(What needs to be done)
Where a line looks odd, keep it as it is and transcribe all the material.

(Supplied records)
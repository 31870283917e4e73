use crate::{Effect, Msg, Observation, RunState, RunStatus};

/// Pure update function: applies a message to state and returns any effects.
pub fn update(mut state: RunState, msg: Msg) -> (RunState, Vec<Effect>) {
    let effects = match msg {
        Msg::Observed(observation) => {
            if state.status().is_terminal() {
                return (state, Vec::new());
            }
            apply_observation(&mut state, observation)
        }
        Msg::CancelRequested => {
            if state.status() == RunStatus::Running {
                state.set_status(RunStatus::Cancelled);
                vec![Effect::CancelSource]
            } else {
                Vec::new()
            }
        }
    };

    (state, effects)
}

fn apply_observation(state: &mut RunState, observation: Observation) -> Vec<Effect> {
    let Observation {
        new_rows,
        error_count,
        source_finished,
        cancelled,
        elapsed,
    } = observation;

    state.mark_observed();
    state.append_rows(new_rows);
    state.set_error_count(error_count);
    state.set_elapsed(elapsed);

    // Completion wins over every other signal seen in the same tick.
    let next = if state.collected() >= state.target() {
        RunStatus::Complete
    } else if cancelled {
        RunStatus::Cancelled
    } else if source_finished {
        RunStatus::Exhausted
    } else if state
        .limits()
        .max_wait
        .is_some_and(|max_wait| elapsed >= max_wait)
    {
        RunStatus::TimedOut
    } else {
        RunStatus::Running
    };
    state.set_status(next);

    match next {
        RunStatus::Complete => vec![Effect::ExportReady],
        RunStatus::TimedOut => vec![Effect::CancelSource],
        RunStatus::Running | RunStatus::Exhausted | RunStatus::Cancelled => Vec::new(),
    }
}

(Response)
repository 31870283917e4e73
use crate::{Effect, Msg, Observation, RunState, RunStatus};

/// Pure update function: applies a message to state and returns any effects.
pub fn update(mut state: RunState, msg: Msg) -> (RunState, Vec<Effect>) {
    let effects = match msg {
        Msg::Observed(observation) => {
            if state.status().is_terminal() {
                return (state, Vec::new());
            }
            apply_observation(&mut state, observation)
        }
        Msg::CancelRequested => {
            if state.status() == RunStatus::Running {
                state.set_status(RunStatus::Cancelled);
                vec![Effect::CancelSource]
            } else {
                Vec::new()
            }
        }
    };

    (state, effects)
}

fn apply_observation(state: &mut RunState, observation: Observation) -> Vec<Effect> {
    let Observation {
        new_rows,
        error_count,
        source_finished,
        cancelled,
        elapsed,
    } = observation;

    state.mark_observed();
    state.append_rows(new_rows);
    state.set_error_count(error_count);
    state.set_elapsed(elapsed);

    // Completion wins over every other signal seen in the same tick.
    let next = if state.collected() >= state.target() {
        RunStatus::Complete
    } else if cancelled {
        RunStatus::Cancelled
    } else if source_finished {
        RunStatus::Exhausted
    } else if state
        .limits()
        .max_wait
        .is_some_and(|max_wait| elapsed >= max_wait)
    {
        RunStatus::TimedOut
    } else {
        RunStatus::Running
    };
    state.set_status(next);

    match next {
        RunStatus::Complete => vec![Effect::ExportReady],
        RunStatus::TimedOut => vec![Effect::CancelSource],
        RunStatus::Running | RunStatus::Exhausted | RunStatus::Cancelled => Vec::new(),
    }
}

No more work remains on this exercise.